Monitoring of DNA oxidative damage with piezoelectric quartz crystal method

The piezoelectric quartz crystal (PQC) sensor was used to detect the whole process of DNA damage oxidized by H2O2 system containing Cu2+ or Zn2+ based on the density–viscosity change of the detected solution. The PQC impedance method has been applied to further investigate the damage process of DNA oxidized by H2O2 system containing Cu2+. It was found that the ratio of ΔR1 to Δf0 or ΔL1 coincided well with that calculated from Martinʹs equations reflecting the solution density–viscosity effect, suggesting that the continuing change in liquid loading on to the PQC surface caused the significant variation of Δf0, ΔR1 and ΔL1. It has also been found that the H2O2 system containing Cu2+ could oxidize DNA more completely than that containing Zn2+, and a trace Cu2+ in the system could cause DNA damage.
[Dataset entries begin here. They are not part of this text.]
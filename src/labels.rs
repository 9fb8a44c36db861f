// 该文件是 Huishou （回收分拣） 项目的一部分。
// src/labels.rs - 类别表与模型元数据
//
// 本文件根据 Apache 许可证第 2.0 版（以下简称“许可证”）授权使用；
// 除非遵守该许可证条款，否则您不得使用本文件。
// 您可通过以下网址获取许可证副本：
// http://www.apache.org/licenses/LICENSE-2.0
// 除非适用法律要求或书面同意，根据本许可协议分发的软件均按“原样”提供，
// 不附带任何形式的明示或暗示的保证或条件。
// 有关许可权限与限制的具体条款，请参阅本许可协议。
//
// Copyright (C) 2026 Johann Li <me@qinka.pro>, Wareless Group

use std::collections::BTreeMap;
use std::path::{Path, PathBuf};

use serde::Deserialize;
use thiserror::Error;
use tracing::{debug, info, warn};

use crate::config::ClassMapFallback;

/// 未知类别编号对应的标签
pub const UNKNOWN_LABEL: &str = "unknown";

const BUILTIN_LABELS: [&str; 6] = ["glass", "paper", "cardboard", "plastic", "metal", "trash"];

#[derive(Error, Debug)]
pub enum ConfigError {
  #[error("配置文件不存在: {0}")]
  Missing(PathBuf),
  #[error("读取配置文件 {path} 失败: {source}")]
  Io {
    path: PathBuf,
    #[source]
    source: std::io::Error,
  },
  #[error("配置文件 {path} 格式错误: {source}")]
  Malformed {
    path: PathBuf,
    #[source]
    source: serde_json::Error,
  },
  #[error("类别编号无效: {0:?}")]
  InvalidIndex(String),
  #[error("类别表为空: {0}")]
  Empty(PathBuf),
  #[error("配置无效: {0}")]
  Invalid(String),
}

fn read_config_file(path: &Path) -> Result<Vec<u8>, ConfigError> {
  match std::fs::read(path) {
    Ok(data) => Ok(data),
    Err(e) if e.kind() == std::io::ErrorKind::NotFound => {
      Err(ConfigError::Missing(path.to_path_buf()))
    }
    Err(source) => Err(ConfigError::Io {
      path: path.to_path_buf(),
      source,
    }),
  }
}

#[derive(Deserialize)]
struct ClassMapFile {
  index_to_name: BTreeMap<String, String>,
}

/// 类别编号到标签名的映射，加载后只读
#[derive(Debug, Clone, PartialEq, Eq)]
pub struct ClassMap {
  labels: BTreeMap<u32, String>,
}

impl ClassMap {
  /// 从 `class_map.json` 加载，格式为 `{"index_to_name": {"0": "glass", ...}}`
  pub fn load(path: &Path) -> Result<Self, ConfigError> {
    info!("加载类别表: {}", path.display());
    let data = read_config_file(path)?;
    let file: ClassMapFile =
      serde_json::from_slice(&data).map_err(|source| ConfigError::Malformed {
        path: path.to_path_buf(),
        source,
      })?;

    let mut labels = BTreeMap::new();
    for (key, name) in file.index_to_name {
      let index = key
        .trim()
        .parse::<u32>()
        .map_err(|_| ConfigError::InvalidIndex(key.clone()))?;
      labels.insert(index, name);
    }

    if labels.is_empty() {
      return Err(ConfigError::Empty(path.to_path_buf()));
    }

    debug!("类别表: {:?}", labels);
    info!("类别表加载完成，共 {} 个类别", labels.len());
    Ok(ClassMap { labels })
  }

  /// 按配置的策略加载：`Abort` 时把错误交给调用方，`Builtin` 时退回内置类别
  pub fn load_with_fallback(path: &Path, fallback: ClassMapFallback) -> Result<Self, ConfigError> {
    match (Self::load(path), fallback) {
      (Ok(map), _) => Ok(map),
      (Err(e), ClassMapFallback::Abort) => Err(e),
      (Err(e), ClassMapFallback::Builtin) => {
        warn!("类别表不可用 ({})，改用内置类别", e);
        Ok(Self::builtin())
      }
    }
  }

  pub fn builtin() -> Self {
    Self::from_labels(BUILTIN_LABELS)
  }

  /// 按顺序编号构造类别表
  pub fn from_labels<I, S>(labels: I) -> Self
  where
    I: IntoIterator<Item = S>,
    S: Into<String>,
  {
    let labels = labels
      .into_iter()
      .enumerate()
      .map(|(i, name)| (i as u32, name.into()))
      .collect();
    ClassMap { labels }
  }

  pub fn from_pairs<I, S>(pairs: I) -> Self
  where
    I: IntoIterator<Item = (u32, S)>,
    S: Into<String>,
  {
    let labels = pairs
      .into_iter()
      .map(|(i, name)| (i, name.into()))
      .collect();
    ClassMap { labels }
  }

  /// 未知编号返回 [`UNKNOWN_LABEL`]，不报错
  pub fn lookup(&self, class_id: u32) -> &str {
    self
      .labels
      .get(&class_id)
      .map(String::as_str)
      .unwrap_or(UNKNOWN_LABEL)
  }

  /// 标签名反查编号，大小写不敏感
  pub fn index_of(&self, label: &str) -> Option<u32> {
    self
      .labels
      .iter()
      .find(|(_, name)| name.eq_ignore_ascii_case(label))
      .map(|(&index, _)| index)
  }

  pub fn labels(&self) -> impl Iterator<Item = &str> {
    self.labels.values().map(String::as_str)
  }

  pub fn ids(&self) -> impl Iterator<Item = u32> + '_ {
    self.labels.keys().copied()
  }

  pub fn len(&self) -> usize {
    self.labels.len()
  }

  pub fn is_empty(&self) -> bool {
    self.labels.is_empty()
  }

  /// 最大编号 + 1，即检测头需要覆盖的类别数
  pub fn class_count(&self) -> usize {
    self
      .labels
      .keys()
      .next_back()
      .map(|&max| max as usize + 1)
      .unwrap_or(0)
  }
}

#[derive(Deserialize)]
struct ModelMetaFile {
  version: Option<String>,
}

/// `model_meta.json` 中的模型元数据
#[derive(Debug, Clone, PartialEq, Eq)]
pub struct ModelMeta {
  pub version: String,
}

impl ModelMeta {
  /// 文件缺失时使用 `default_version`，文件存在但格式错误时返回错误
  pub fn load(path: &Path, default_version: &str) -> Result<Self, ConfigError> {
    let data = match read_config_file(path) {
      Ok(data) => data,
      Err(ConfigError::Missing(path)) => {
        warn!(
          "模型元数据不存在: {}，使用默认版本 {}",
          path.display(),
          default_version
        );
        return Ok(ModelMeta {
          version: default_version.to_string(),
        });
      }
      Err(e) => return Err(e),
    };

    let file: ModelMetaFile =
      serde_json::from_slice(&data).map_err(|source| ConfigError::Malformed {
        path: path.to_path_buf(),
        source,
      })?;

    let version = file
      .version
      .filter(|v| !v.trim().is_empty())
      .unwrap_or_else(|| default_version.to_string());
    info!("模型版本: {}", version);
    Ok(ModelMeta { version })
  }
}

#[cfg(test)]
mod tests {
  use super::*;
  use std::io::Write;

  fn write_temp(content: &str) -> tempfile::NamedTempFile {
    let mut file = tempfile::NamedTempFile::new().unwrap();
    file.write_all(content.as_bytes()).unwrap();
    file
  }

  #[test]
  fn loads_index_to_name_mapping() {
    let file = write_temp(r#"{"index_to_name": {"0": "glass", "1": "paper", "5": "trash"}}"#);
    let map = ClassMap::load(file.path()).unwrap();
    assert_eq!(map.len(), 3);
    assert_eq!(map.lookup(0), "glass");
    assert_eq!(map.lookup(5), "trash");
    assert_eq!(map.class_count(), 6);
  }

  #[test]
  fn unknown_id_maps_to_sentinel() {
    let map = ClassMap::from_labels(["glass"]);
    assert_eq!(map.lookup(42), UNKNOWN_LABEL);
  }

  #[test]
  fn missing_file_is_config_error() {
    let dir = tempfile::tempdir().unwrap();
    let err = ClassMap::load(&dir.path().join("class_map.json")).unwrap_err();
    assert!(matches!(err, ConfigError::Missing(_)));
  }

  #[test]
  fn malformed_file_is_config_error() {
    let file = write_temp(r#"{"names": ["glass"]}"#);
    assert!(matches!(
      ClassMap::load(file.path()),
      Err(ConfigError::Malformed { .. })
    ));

    let file = write_temp(r#"{"index_to_name": {"zero": "glass"}}"#);
    assert!(matches!(
      ClassMap::load(file.path()),
      Err(ConfigError::InvalidIndex(_))
    ));

    let file = write_temp(r#"{"index_to_name": {}}"#);
    assert!(matches!(
      ClassMap::load(file.path()),
      Err(ConfigError::Empty(_))
    ));
  }

  #[test]
  fn fallback_policy_is_explicit() {
    let dir = tempfile::tempdir().unwrap();
    let path = dir.path().join("class_map.json");
    assert!(ClassMap::load_with_fallback(&path, ClassMapFallback::Abort).is_err());

    let map = ClassMap::load_with_fallback(&path, ClassMapFallback::Builtin).unwrap();
    assert_eq!(map, ClassMap::builtin());
    assert_eq!(map.lookup(3), "plastic");
  }

  #[test]
  fn index_of_ignores_case() {
    let map = ClassMap::from_pairs([(0, "glass"), (2, "plastic")]);
    assert_eq!(map.index_of("PLASTIC"), Some(2));
    assert_eq!(map.index_of("metal"), None);
  }

  #[test]
  fn model_meta_defaults_when_missing() {
    let dir = tempfile::tempdir().unwrap();
    let meta = ModelMeta::load(&dir.path().join("model_meta.json"), "v1-yolo-default").unwrap();
    assert_eq!(meta.version, "v1-yolo-default");

    let file = write_temp(r#"{"version": "v3-trashnet"}"#);
    let meta = ModelMeta::load(file.path(), "v1-yolo-default").unwrap();
    assert_eq!(meta.version, "v3-trashnet");

    let file = write_temp("not json");
    assert!(ModelMeta::load(file.path(), "v1-yolo-default").is_err());
  }
}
However, no significant breakage in the DNA backbone was observed if the system contained only H2O2. The DNA concentration was linearly related to Δf0s, which is the different between the initial frequency and the frequency after a reaction time of 45 min, in the range of 50–1000 μg ml−1. The effect of H2O2 or Cu2+ concentration of was also investigated. The above-mentioned results that the H2O2 system containing Cu2+ or Zn2+ could break the DNA backbone were also supported by the agarose gel electrophoresis technique.